Like it or not, ours is an adversarial legal system. To a first approximation,
this case is an issue of civil liberties vs security, and as a lawyer
representing the side of security, it's his responsibility to stand up for
security. I agree with the ACLU's position on this matter 100%, but I don't
fault the lawyer for stating that position.

Security is one of the several, contradictory responsibilities in the
Constitution[1], along with personal liberties. It's something the government
is supposed to ensure, and it's not wrong for a lawyer to mention the
potential repercussions of a ruling towards their ability to fulfill that
responsibility. Now, if it were a judge making that statement, I'd flip my
shit. It's a judge's duty to balance the competing concerns, and it's the
lawyers' place to advocate for one or the other. The lawyer did his job,
stating the resultant effect on the issue he was advocating.
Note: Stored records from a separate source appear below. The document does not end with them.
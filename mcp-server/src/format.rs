//! Shaping of tool output into the protocol's content envelope.

use mcp_types::CallToolResult;
use mcp_types::ContentBlock;
use mcp_types::TextContent;

use crate::backend::Row;
use crate::intent::UserReference;

/// Wrap plain text in the universal `{content:[{type:"text",text}]}`
/// envelope used for every tool response, success and domain error alike.
pub fn tool_text_result(text: impl Into<String>) -> CallToolResult {
    CallToolResult {
        content: vec![ContentBlock::TextContent(TextContent {
            r#type: "text".to_string(),
            text: text.into(),
            annotations: None,
        })],
        is_error: None,
        structured_content: None,
    }
}

/// Same envelope, flagged as an error for hosts that surface the flag.
pub fn tool_error_result(text: impl Into<String>) -> CallToolResult {
    CallToolResult {
        is_error: Some(true),
        ..tool_text_result(text)
    }
}

/// Guidance appended to every validation rejection before it is wrapped.
pub const REJECTION_EXAMPLES: &str =
    "\n\nExamples:\n\u{2022} 'Show me all active users'\n\u{2022} 'List courses with enrollments'";

/// Render a completed query as a deterministic multi-section text block:
/// echoed question, optional inferred user context, the SQL in a fenced
/// block, then either the rows as indented JSON or a "no data" block with
/// suggestions.
pub fn format_results(
    question: &str,
    sql: &str,
    rows: &[Row],
    user_reference: Option<&UserReference>,
) -> String {
    if rows.is_empty() {
        return format!(
            "Question: {question}\nGenerated SQL:\n```sql\n{sql}\n```\nResults: No data found.\n\nSuggestions:\n\u{2022} Try broader search criteria\n\u{2022} Check if specified users/courses exist\n\u{2022} Use 'list_active_users' to see available data"
        );
    }

    let mut parts = vec![format!("Question: {question}")];
    if let Some(user) = user_reference {
        parts.push(format!("User Context: {user}"));
    }
    let rows_json =
        serde_json::to_string_pretty(rows).unwrap_or_else(|_| "[]".to_string());
    parts.push(format!("Generated SQL:\n```sql\n{sql}\n```"));
    parts.push(format!(
        "Results: ({} rows)\n```json\n{rows_json}\n```",
        rows.len()
    ));
    parts.push("*Generated using Vanna AI*".to_string());
    parts.join("\n")
}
And the judge did
his job, deciding that despite that result, other competing concerns were more
important.

[1] For a partial list of such responsibilities, check the Preamble to the
Constitution, which enumerates at least 6:

We the People of the United States, in Order to form a more perfect Union,
establish Justice, insure domestic Tranquility, provide for the common
defence, promote the general Welfare, and secure the Blessings of Liberty to
ourselves and our Posterity, do ordain and establish this Constitution for the
United States of America.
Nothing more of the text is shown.